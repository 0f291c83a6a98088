/**
 * Block Routes
 * Editor API over the block repository: list, create, update, delete, reorder
 */
use axum::{
    extract::{Path, State},
    http::StatusCode,
    response::{IntoResponse, Response},
    Json,
};
use serde::{Deserialize, Serialize};
use serde_json::Value;

use crate::blocks::{
    Block, BlockContent, BlockError, BlockStyles, BlockType, Direction, OrderAssignment,
};
use crate::routes::{ErrorResponse, SuccessResponse};
use crate::AppState;

// ============================================================================
// Request/Response Types
// ============================================================================

/// Response for GET /api/blocks
#[derive(Debug, Serialize)]
pub struct BlockListResponse {
    pub blocks: Vec<Block>,
}

/// Request body for POST /api/blocks
#[derive(Debug, Deserialize, Serialize)]
pub struct CreateBlockRequest {
    pub block_type: BlockType,
    pub block_order: Option<i64>,
    pub content: Option<Value>,
    pub styles: Option<Value>,
}

/// Request body for PUT /api/blocks/{id}
#[derive(Debug, Deserialize, Serialize)]
pub struct UpdateBlockRequest {
    pub content: Value,
    pub styles: Value,
}

/// Request body for POST /api/blocks/reorder
#[derive(Debug, Deserialize, Serialize)]
pub struct ReorderRequest {
    pub blocks: Vec<OrderAssignment>,
}

/// Request body for POST /api/blocks/{id}/move
#[derive(Debug, Deserialize, Serialize)]
pub struct MoveRequest {
    pub direction: Option<Direction>,
    pub index: Option<usize>,
}

/// Response for GET /api/blocks/defaults/{block_type}
#[derive(Debug, Serialize)]
pub struct DefaultsResponse {
    pub block_type: BlockType,
    pub content: BlockContent,
    pub styles: BlockStyles,
}

// ============================================================================
// Helpers
// ============================================================================

fn bad_request(error: &str, message: impl Into<String>) -> Response {
    (
        StatusCode::BAD_REQUEST,
        Json(ErrorResponse::with_message(error, message)),
    )
        .into_response()
}

/// Map a core error onto an HTTP response.
fn error_response(err: BlockError) -> Response {
    match err {
        BlockError::NotFound(_) => {
            (StatusCode::NOT_FOUND, Json(ErrorResponse::new("Not found"))).into_response()
        }
        BlockError::MalformedReorder(_) => bad_request("Malformed reorder", err.to_string()),
        BlockError::InvalidContent(_)
        | BlockError::NegativeOrder(_)
        | BlockError::TypeMismatch { .. } => bad_request("Invalid block", err.to_string()),
        BlockError::Persistence(e) => {
            tracing::error!("Database error in block route: {}", e);
            (
                StatusCode::INTERNAL_SERVER_ERROR,
                Json(ErrorResponse::new("Database error")),
            )
                .into_response()
        }
    }
}

fn decode_content(block_type: BlockType, value: Value) -> Result<BlockContent, Response> {
    BlockContent::from_value(block_type, value)
        .map_err(|e| bad_request("Invalid block content", e.to_string()))
}

// ============================================================================
// Handlers
// ============================================================================

/// GET /api/blocks - All blocks in render order, legacy content migrated
pub async fn list_blocks(State(state): State<AppState>) -> Response {
    match state.blocks.list_migrated().await {
        Ok(blocks) => (
            StatusCode::OK,
            Json(BlockListResponse { blocks }),
        )
            .into_response(),
        Err(e) => error_response(e),
    }
}

/// GET /api/blocks/{id}
pub async fn get_block(State(state): State<AppState>, Path(id): Path<i64>) -> Response {
    match state.blocks.get_by_id(id).await {
        Ok(block) => (StatusCode::OK, Json(block)).into_response(),
        Err(e) => error_response(e),
    }
}

/// GET /api/blocks/defaults/{block_type} - Starting content for a new block
pub async fn get_defaults(Path(block_type): Path<String>) -> Response {
    let block_type: BlockType = match block_type.parse() {
        Ok(t) => t,
        Err(e) => return bad_request("Invalid block type", format!("{}", e)),
    };

    (
        StatusCode::OK,
        Json(DefaultsResponse {
            block_type,
            content: BlockContent::default_for(block_type),
            styles: BlockStyles::default_for(block_type),
        }),
    )
        .into_response()
}

/// POST /api/blocks - Create a block
///
/// With only `block_type` the block is appended with default content. Any
/// omitted field otherwise falls back to the append position or the defaults.
pub async fn create_block(
    State(state): State<AppState>,
    Json(payload): Json<CreateBlockRequest>,
) -> Response {
    let block_type = payload.block_type;

    let created = if payload.block_order.is_none()
        && payload.content.is_none()
        && payload.styles.is_none()
    {
        state.blocks.append_default(block_type).await
    } else {
        let content = match payload.content {
            Some(value) => match decode_content(block_type, value) {
                Ok(content) => content,
                Err(response) => return response,
            },
            None => BlockContent::default_for(block_type),
        };
        let styles = payload
            .styles
            .map(BlockStyles::from_value)
            .unwrap_or_else(|| BlockStyles::default_for(block_type));

        match payload.block_order {
            Some(order) => match state.blocks.create(block_type, order, content, styles).await {
                Ok(id) => state.blocks.get_by_id(id).await,
                Err(e) => Err(e),
            },
            None => state.blocks.append_with(block_type, content, styles).await,
        }
    };

    match created {
        Ok(block) => (StatusCode::CREATED, Json(block)).into_response(),
        Err(e) => error_response(e),
    }
}

/// PUT /api/blocks/{id} - Replace content and styles
pub async fn update_block(
    State(state): State<AppState>,
    Path(id): Path<i64>,
    Json(payload): Json<UpdateBlockRequest>,
) -> Response {
    let block_type = match state.blocks.get_by_id(id).await {
        Ok(block) => block.block_type,
        Err(e) => return error_response(e),
    };

    let content = match decode_content(block_type, payload.content) {
        Ok(content) => content,
        Err(response) => return response,
    };
    let styles = BlockStyles::from_value(payload.styles);

    if let Err(e) = state.blocks.update_content(id, content, styles).await {
        return error_response(e);
    }

    match state.blocks.get_by_id(id).await {
        Ok(block) => (StatusCode::OK, Json(block)).into_response(),
        Err(e) => error_response(e),
    }
}

/// DELETE /api/blocks/{id}
pub async fn delete_block(State(state): State<AppState>, Path(id): Path<i64>) -> Response {
    match state.blocks.delete(id).await {
        Ok(()) => (StatusCode::OK, Json(SuccessResponse { success: true })).into_response(),
        Err(e) => error_response(e),
    }
}

/// POST /api/blocks/reorder - Persist the complete new order
pub async fn reorder_blocks(
    State(state): State<AppState>,
    Json(payload): Json<ReorderRequest>,
) -> Response {
    if let Err(e) = state.blocks.reorder_all(&payload.blocks).await {
        return error_response(e);
    }
    list_blocks(State(state)).await
}

/// POST /api/blocks/{id}/move - Up/down step or drag-and-drop index
pub async fn move_block(
    State(state): State<AppState>,
    Path(id): Path<i64>,
    Json(payload): Json<MoveRequest>,
) -> Response {
    let moved = match (payload.direction, payload.index) {
        (Some(direction), None) => state.blocks.move_block(id, direction).await,
        (None, Some(index)) => state.blocks.move_block_to(id, index).await,
        _ => {
            return bad_request(
                "Invalid move",
                "Provide exactly one of `direction` or `index`",
            )
        }
    };

    if let Err(e) = moved {
        return error_response(e);
    }
    list_blocks(State(state)).await
}
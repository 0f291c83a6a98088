/*!
 * Blocks Module
 * Typed block documents, the block repository and the reorder protocol
 */
pub mod content;
pub mod error;
pub mod migrate;
pub mod reorder;
pub mod repository;
pub mod styles;
pub mod types;

pub use content::BlockContent;
pub use error::{BlockError, Result};
pub use migrate::{migrate, Migrated};
pub use repository::BlockRepository;
pub use styles::{BlockStyles, StyleValue};
pub use types::{Block, BlockType, Direction, OrderAssignment};
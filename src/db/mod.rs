pub mod models;
pub mod visits;

use sqlx::{
    sqlite::{SqliteConnectOptions, SqliteJournalMode, SqlitePoolOptions},
    SqlitePool,
};
use std::str::FromStr;
use std::time::Duration;

#[derive(Debug, Clone)]
pub struct DbConfig {
    pub url: String,
    pub max_connections: u32,
    pub min_connections: u32,
    pub connect_timeout_secs: u64,
    pub idle_timeout_secs: u64,
    pub busy_timeout_secs: u64,
}

impl Default for DbConfig {
    fn default() -> Self {
        Self {
            url: std::env::var("DATABASE_URL")
                .unwrap_or_else(|_| "sqlite://data/site.db".to_string()),
            max_connections: std::env::var("DB_POOL_MAX")
                .ok()
                .and_then(|s| s.parse().ok())
                .unwrap_or(5),
            min_connections: std::env::var("DB_POOL_MIN")
                .ok()
                .and_then(|s| s.parse().ok())
                .unwrap_or(1),
            connect_timeout_secs: std::env::var("DB_CONNECT_TIMEOUT")
                .ok()
                .and_then(|s| s.parse().ok())
                .unwrap_or(10),
            idle_timeout_secs: std::env::var("DB_IDLE_TIMEOUT")
                .ok()
                .and_then(|s| s.parse().ok())
                .unwrap_or(300),
            busy_timeout_secs: std::env::var("DB_BUSY_TIMEOUT")
                .ok()
                .and_then(|s| s.parse().ok())
                .unwrap_or(5),
        }
    }
}

impl DbConfig {
    /// A private in-memory database, used for previews and tests.
    pub fn in_memory() -> Self {
        Self {
            url: "sqlite::memory:".to_string(),
            max_connections: 1,
            min_connections: 1,
            connect_timeout_secs: 10,
            idle_timeout_secs: 0,
            busy_timeout_secs: 5,
        }
    }

    fn is_memory(&self) -> bool {
        self.url.contains(":memory:") || self.url.contains("mode=memory")
    }
}

/// Open the store. The returned pool is owned by the caller and should be
/// closed with `SqlitePool::close` at shutdown.
pub async fn init_pool(config: Option<DbConfig>) -> Result<SqlitePool, sqlx::Error> {
    let config = config.unwrap_or_default();

    tracing::info!("Initializing database connection pool...");
    tracing::debug!("Database URL: {}", config.url);

    let mut options = SqliteConnectOptions::from_str(&config.url)?
        .create_if_missing(true)
        .foreign_keys(true)
        .busy_timeout(Duration::from_secs(config.busy_timeout_secs));

    let mut pool_options = SqlitePoolOptions::new()
        .acquire_timeout(Duration::from_secs(config.connect_timeout_secs))
        .test_before_acquire(true);

    if config.is_memory() {
        // Every connection to `:memory:` is its own database, and the database
        // disappears with its last connection.
        pool_options = pool_options
            .max_connections(1)
            .min_connections(1)
            .idle_timeout(None)
            .max_lifetime(None);
    } else {
        if let Some(dir) = config
            .url
            .strip_prefix("sqlite://")
            .and_then(|path| std::path::Path::new(path.split('?').next().unwrap_or(path)).parent())
            .filter(|dir| !dir.as_os_str().is_empty())
        {
            std::fs::create_dir_all(dir)?;
        }
        options = options.journal_mode(SqliteJournalMode::Wal);
        pool_options = pool_options
            .max_connections(config.max_connections)
            .min_connections(config.min_connections)
            .idle_timeout(Duration::from_secs(config.idle_timeout_secs))
            .max_lifetime(Duration::from_secs(1800));
    }

    let pool = pool_options.connect_with(options).await?;

    sqlx::query("SELECT 1").execute(&pool).await?;

    tracing::info!("Database connection pool initialized successfully");

    Ok(pool)
}

pub async fn health_check(pool: &SqlitePool) -> Result<Duration, sqlx::Error> {
    let start = std::time::Instant::now();
    sqlx::query("SELECT 1").execute(pool).await?;

    Ok(start.elapsed())
}

pub async fn run_migrations(pool: &SqlitePool) -> Result<(), sqlx::Error> {
    tracing::info!("Running database migrations...");

    sqlx::query(
        r#"
        CREATE TABLE IF NOT EXISTS admin_users (
            id INTEGER PRIMARY KEY AUTOINCREMENT,
            email TEXT UNIQUE NOT NULL,
            password TEXT NOT NULL,
            created_at TEXT NOT NULL DEFAULT CURRENT_TIMESTAMP,
            updated_at TEXT NOT NULL DEFAULT CURRENT_TIMESTAMP
        )
    "#,
    )
    .execute(pool)
    .await?;

    sqlx::query(
        r#"
        CREATE TABLE IF NOT EXISTS blocks (
            id INTEGER PRIMARY KEY AUTOINCREMENT,
            block_type TEXT NOT NULL,
            block_order INTEGER NOT NULL,
            content TEXT NOT NULL DEFAULT '{}',
            styles TEXT NOT NULL DEFAULT '{}',
            created_at TEXT NOT NULL DEFAULT CURRENT_TIMESTAMP,
            updated_at TEXT NOT NULL DEFAULT CURRENT_TIMESTAMP
        )
    "#,
    )
    .execute(pool)
    .await?;

    sqlx::query("CREATE INDEX IF NOT EXISTS idx_blocks_block_order ON blocks(block_order)")
        .execute(pool)
        .await?;

    sqlx::query(
        r#"
        CREATE TABLE IF NOT EXISTS page_visits (
            id TEXT PRIMARY KEY,
            session_id TEXT NOT NULL,
            page TEXT NOT NULL,
            user_agent TEXT,
            referrer TEXT,
            ip_address TEXT,
            timestamp TEXT NOT NULL DEFAULT CURRENT_TIMESTAMP
        )
    "#,
    )
    .execute(pool)
    .await?;

    sqlx::query(
        "CREATE INDEX IF NOT EXISTS idx_page_visits_timestamp ON page_visits(timestamp)",
    )
    .execute(pool)
    .await?;

    sqlx::query(
        "CREATE INDEX IF NOT EXISTS idx_page_visits_session_id ON page_visits(session_id)",
    )
    .execute(pool)
    .await?;

    tracing::info!("Database migrations completed successfully");

    Ok(())
}

#[cfg(test)]
mod tests {
    use super::*;

    #[test]
    fn test_db_config_default_uses_env_or_fallback() {
        let config = DbConfig::default();
        assert!(config.max_connections >= 1);
        assert!(config.connect_timeout_secs >= 1);
        assert!(!config.url.is_empty());
    }

    #[test]
    fn test_in_memory_config_is_detected() {
        assert!(DbConfig::in_memory().is_memory());
        assert!(!DbConfig {
            url: "sqlite://data/site.db".to_string(),
            ..DbConfig::in_memory()
        }
        .is_memory());
    }

    #[tokio::test]
    async fn test_migrations_are_repeatable() {
        let pool = init_pool(Some(DbConfig::in_memory())).await.unwrap();
        run_migrations(&pool).await.unwrap();
        run_migrations(&pool).await.unwrap();

        let tables: Vec<String> = sqlx::query_scalar(
            "SELECT name FROM sqlite_master WHERE type = 'table' AND name NOT LIKE 'sqlite_%' ORDER BY name",
        )
        .fetch_all(&pool)
        .await
        .unwrap();
        assert_eq!(tables, ["admin_users", "blocks", "page_visits"]);

        let indexes: Vec<String> = sqlx::query_scalar(
            "SELECT name FROM sqlite_master WHERE type = 'index' AND name LIKE 'idx_%' ORDER BY name",
        )
        .fetch_all(&pool)
        .await
        .unwrap();
        assert_eq!(
            indexes,
            [
                "idx_blocks_block_order",
                "idx_page_visits_session_id",
                "idx_page_visits_timestamp"
            ]
        );
    }

    #[tokio::test]
    async fn test_file_database_is_created_on_demand() {
        let dir = tempfile::tempdir().unwrap();
        let path = dir.path().join("nested").join("site.db");
        let config = DbConfig {
            url: format!("sqlite://{}", path.display()),
            ..DbConfig::default()
        };

        let pool = init_pool(Some(config)).await.unwrap();
        run_migrations(&pool).await.unwrap();
        assert!(health_check(&pool).await.is_ok());
        pool.close().await;

        assert!(path.exists());
    }

    #[tokio::test]
    async fn test_health_check_fails_after_close() {
        let pool = init_pool(Some(DbConfig::in_memory())).await.unwrap();
        pool.close().await;
        assert!(health_check(&pool).await.is_err());
    }
}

........

• **Exercise aim**
Based on the material above, how many lines contain the string "info"? State the number alone.

• **Solution to this task**
4